(Source material begins)

use axum::{
    Json,
    http::StatusCode,
    response::{IntoResponse, Response},
};
use crates::domain::value_objects::checkout::CheckoutRequest;
use serde::Serialize;
use thiserror::Error;

use crate::usecases::{checkout::CheckoutError, payment_callback::CallbackError};

const INTERNAL_MESSAGE: &str = "Internal server error";

#[derive(Debug, Serialize)]
pub struct ErrorResponse {
    pub code: u16,
    pub message: String,
}

#[derive(Debug, Error)]
pub enum AppError {
    #[error("Not found: {0}")]
    NotFound(String),

    #[error("Bad request: {0}")]
    BadRequest(String),

    #[error("Internal server error")]
    Internal(#[from] anyhow::Error),
}

impl From<CallbackError> for AppError {
    fn from(value: CallbackError) -> Self {
        match value {
            CallbackError::MissingReference => AppError::BadRequest(value.to_string()),
            CallbackError::NotFound => AppError::NotFound(value.to_string()),
            CallbackError::Internal(err) => AppError::Internal(err),
        }
    }
}

impl IntoResponse for AppError {
    fn into_response(self) -> Response {
        let (status, message) = match self {
            AppError::NotFound(msg) => (StatusCode::NOT_FOUND, msg),
            AppError::BadRequest(msg) => (StatusCode::BAD_REQUEST, msg),
            AppError::Internal(_) => (StatusCode::INTERNAL_SERVER_ERROR, INTERNAL_MESSAGE.to_string()),
        };

        let body = Json(ErrorResponse {
            code: status.as_u16(),
            message,
        });

        (status, body).into_response()
    }
}

/// Error body for checkout submissions. Field and gateway errors echo the submitted form
/// so the client can re-render it.
#[derive(Debug, Serialize)]
pub struct CheckoutErrorResponse {
    pub code: &'static str,
    pub message: String,
    pub field: Option<&'static str>,
    pub input: Option<CheckoutRequest>,
}

#[derive(Debug)]
pub struct CheckoutFailure {
    pub error: CheckoutError,
    pub input: CheckoutRequest,
}

impl IntoResponse for CheckoutFailure {
    fn into_response(self) -> Response {
        let status = self.error.status_code();

        let body = match &self.error {
            CheckoutError::Internal(_) => CheckoutErrorResponse {
                code: self.error.code(),
                message: INTERNAL_MESSAGE.to_string(),
                field: None,
                input: None,
            },
            CheckoutError::CheckoutInProgress => CheckoutErrorResponse {
                code: self.error.code(),
                message: self.error.to_string(),
                field: None,
                input: None,
            },
            _ => CheckoutErrorResponse {
                code: self.error.code(),
                message: self.error.to_string(),
                field: self.error.field(),
                input: Some(self.input),
            },
        };

        (status, Json(body)).into_response()
    }
}
mod alerts;
mod config;
mod discord;

use anyhow::Result;
use tracing::{info, warn};
use tracing_subscriber::{
    EnvFilter, Layer, filter::LevelFilter, layer::SubscriberExt, util::SubscriberInitExt,
};

use alerts::{AlertLayer, AlertQueue};
use config::ObservabilityConfig;
use discord::DiscordAlertSink;

/// Installs the global subscriber for one binary (`backend`, `worker`).
/// Must run inside a tokio runtime when Discord alerts are enabled.
pub fn init_observability(component: &str) -> Result<()> {
    let config = ObservabilityConfig::from_env(component);

    let mut warnings = config.warnings.clone();
    let alert_layer = match config.discord.as_ref() {
        Some(discord) => match DiscordAlertSink::new(discord.webhook_url.clone()) {
            Ok(sink) => {
                let queue = AlertQueue::spawn(sink);
                Some(
                    AlertLayer::new(queue, config.context.clone())
                        .with_filter(LevelFilter::from_level(discord.min_level)),
                )
            }
            Err(err) => {
                warnings.push(format!("discord alerts disabled: {err}"));
                None
            }
        },
        None => None,
    };

    let alerts_enabled = alert_layer.is_some();
    let env_filter = EnvFilter::try_from_default_env().unwrap_or_else(|_| EnvFilter::new("info"));

    let fmt_layer = tracing_subscriber::fmt::layer()
        .with_target(true)
        .with_timer(tracing_subscriber::fmt::time::ChronoLocal::rfc_3339());

    tracing_subscriber::registry()
        .with(env_filter)
        .with(fmt_layer)
        .with(alert_layer)
        .try_init()?;

    for warning in &warnings {
        warn!(
            service = %config.context.service,
            stage = %config.context.stage,
            %warning,
            "observability: config warning"
        );
    }

    info!(
        service = %config.context.service,
        stage = %config.context.stage,
        component = %config.context.component,
        discord_alerts = alerts_enabled,
        "observability: tracing initialized"
    );

    Ok(())
}
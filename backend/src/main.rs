use anyhow::Result;
use backend::axum_http::http_serve;
use backend::config::config_loader;
use crates::infra::db::postgres::postgres_connection::{self, PoolSettings};
use std::sync::Arc;
use tracing::{error, info};

#[tokio::main]
async fn main() {
    if let Err(error) = run().await {
        error!("Backend exited with error: {:?}", error);
        std::process::exit(1);
    }
}

async fn run() -> Result<()> {
    dotenvy::dotenv().ok();
    crates::observability::init_observability("backend")?;

    let dotenvy_env = config_loader::load()?;
    info!(stage = %config_loader::get_stage(), "ENV has been loaded");

    let postgres_pool =
        postgres_connection::establish_connection(&dotenvy_env.database.url, PoolSettings::default())?;
    info!("Postgres connection has been established");

    http_serve::start(Arc::new(dotenvy_env), Arc::new(postgres_pool)).await?;

    Ok(())
}
use std::collections::BTreeMap;

use chrono::{DateTime, Utc};
use tokio::sync::mpsc;
use tracing::{
    Event, Level, Subscriber,
    field::{Field, Visit},
};
use tracing_subscriber::{Layer, layer::Context, registry::LookupSpan};

use super::{config::AlertContext, discord::DiscordAlertSink};

const QUEUE_CAPACITY: usize = 128;
const REDACTED: &str = "[REDACTED]";

/// Field names whose values never leave the process.
const SENSITIVE_MARKERS: &[&str] = &[
    "authority",
    "authorization",
    "card",
    "jwt",
    "merchant",
    "password",
    "secret",
    "token",
    "webhook",
];

#[derive(Debug, Clone)]
pub(crate) struct Alert {
    pub(crate) level: Level,
    pub(crate) at: DateTime<Utc>,
    pub(crate) context: AlertContext,
    pub(crate) target: String,
    pub(crate) location: Option<String>,
    pub(crate) message: String,
    pub(crate) fields: BTreeMap<String, String>,
    pub(crate) span_path: Vec<String>,
}

/// Hands alerts to a background task so the logging call site never waits on HTTP.
#[derive(Clone)]
pub(crate) struct AlertQueue {
    tx: mpsc::Sender<Alert>,
}

impl AlertQueue {
    pub(crate) fn spawn(sink: DiscordAlertSink) -> Self {
        let (tx, mut rx) = mpsc::channel::<Alert>(QUEUE_CAPACITY);

        tokio::spawn(async move {
            while let Some(alert) = rx.recv().await {
                if let Err(err) = sink.deliver(&alert).await {
                    // Emitted at warn so it cannot loop back through an error-level sink.
                    tracing::warn!(error = %err, "observability: discord alert not delivered");
                }
            }
        });

        Self { tx }
    }

    fn push(&self, alert: Alert) {
        if let Err(err) = self.tx.try_send(alert) {
            let reason = match err {
                mpsc::error::TrySendError::Full(_) => "full",
                mpsc::error::TrySendError::Closed(_) => "closed",
            };
            tracing::warn!(reason, "observability: alert queue rejected alert");
        }
    }
}

pub(crate) struct AlertLayer {
    queue: AlertQueue,
    context: AlertContext,
}

impl AlertLayer {
    pub(crate) fn new(queue: AlertQueue, context: AlertContext) -> Self {
        Self { queue, context }
    }
}

impl<S> Layer<S> for AlertLayer
where
    S: Subscriber + for<'a> LookupSpan<'a>,
{
    fn on_event(&self, event: &Event<'_>, ctx: Context<'_, S>) {
        let metadata = event.metadata();

        // Delivery failures are reported by this module itself.
        if metadata.target() == module_path!() {
            return;
        }

        let mut fields = RedactingVisitor::default();
        event.record(&mut fields);
        let message = fields.values.remove("message").unwrap_or_default();

        let span_path = ctx
            .event_span(event)
            .map(|span| {
                span.scope()
                    .from_root()
                    .map(|span| span.name().to_string())
                    .collect()
            })
            .unwrap_or_default();

        self.queue.push(Alert {
            level: *metadata.level(),
            at: Utc::now(),
            context: self.context.clone(),
            target: metadata.target().to_string(),
            location: metadata
                .file()
                .zip(metadata.line())
                .map(|(file, line)| format!("{file}:{line}")),
            message,
            fields: fields.values,
            span_path,
        });
    }
}

#[derive(Default)]
struct RedactingVisitor {
    values: BTreeMap<String, String>,
}

impl RedactingVisitor {
    fn insert(&mut self, field: &Field, value: String) {
        let name = field.name();
        let value = if is_sensitive(name) {
            REDACTED.to_string()
        } else {
            value
        };
        self.values.insert(name.to_string(), value);
    }
}

impl Visit for RedactingVisitor {
    fn record_str(&mut self, field: &Field, value: &str) {
        self.insert(field, value.to_string());
    }

    fn record_debug(&mut self, field: &Field, value: &dyn std::fmt::Debug) {
        self.insert(field, format!("{value:?}"));
    }
}

pub(crate) fn is_sensitive(field_name: &str) -> bool {
    let name = field_name.to_ascii_lowercase();
    SENSITIVE_MARKERS.iter().any(|marker| name.contains(marker))
}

(Source material ends)

Exercise instructions: Lines from the records above that hold "push" are the ones to list.

Result of the task:
                warnings.push(format!("discord alerts disabled: {err}"));
    fn push(&self, alert: Alert) {
        self.queue.push(Alert {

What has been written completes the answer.